◆ To do
Your answer should be a single number: the count of lines in the listing that contain "InheritanceStyle".

═════ Data for the task ═════

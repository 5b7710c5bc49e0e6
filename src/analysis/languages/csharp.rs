//! C#: classes, properties, attributes, namespaces.

use super::{BlockStyle, InheritanceStyle, LanguageSpec, VisibilityStyle};
use crate::analysis::ElementKind;

pub(super) fn spec() -> LanguageSpec {
    LanguageSpec::new("csharp", "C#")
        .aliases(&["cs"])
        .single_comment("//")
        .multi_comment("/*", "*/")
        .blocks(BlockStyle::Braces)
        .visibility(VisibilityStyle::AccessKeywords)
        .inheritance(InheritanceStyle::Colon)
        .rule(
            ElementKind::Class,
            r"^(\s*(?:public\s+|private\s+|protected\s+|internal\s+)?(?:static\s+)?(?:sealed\s+|abstract\s+|partial\s+)?class\s+(\w+))",
        )
        .rule(
            ElementKind::Interface,
            r"^(\s*(?:public\s+|private\s+|protected\s+|internal\s+)?interface\s+(\w+))",
        )
        .rule(
            ElementKind::Struct,
            r"^(\s*(?:public\s+|private\s+|protected\s+|internal\s+)?(?:readonly\s+)?struct\s+(\w+))",
        )
        .rule(
            ElementKind::Enum,
            r"^(\s*(?:public\s+|private\s+|protected\s+|internal\s+)?enum\s+(\w+))",
        )
        .rule(ElementKind::Namespace, r"^(\s*namespace\s+(\w[\w.]*))")
        .rule(
            ElementKind::Function,
            r"^(\s*(?:public\s+|private\s+|protected\s+|internal\s+)?(?:static\s+)?(?:async\s+)?(?:virtual\s+|override\s+|abstract\s+)?(?:void|int|char|float|double|long|short|byte|bool|decimal|string|object|var|Task|IEnumerable|\w+(?:<[^>]*>)?)\s*(?:\[\])?\s+(\w+)\s*\()",
        )
        .rule(
            ElementKind::Property,
            r"^(\s*(?:public\s+|private\s+|protected\s+|internal\s+)?(?:static\s+)?(?:virtual\s+|override\s+)?(?:required\s+)?\w+(?:<[^>]*>)?\s+(\w+)\s*\{)",
        )
        .rule(ElementKind::Import, r"^(\s*using\s+(.+?);)")
        .rule(ElementKind::Decorator, r"^(\s*\[(\w[\w.]*(?:\([^)]*\))?)\])")
        .rule(
            ElementKind::Constant,
            r"^(\s*(?:public\s+|private\s+)?const\s+\w+\s+(\w+)\s*=)",
        )
}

═════

◆ Task response
2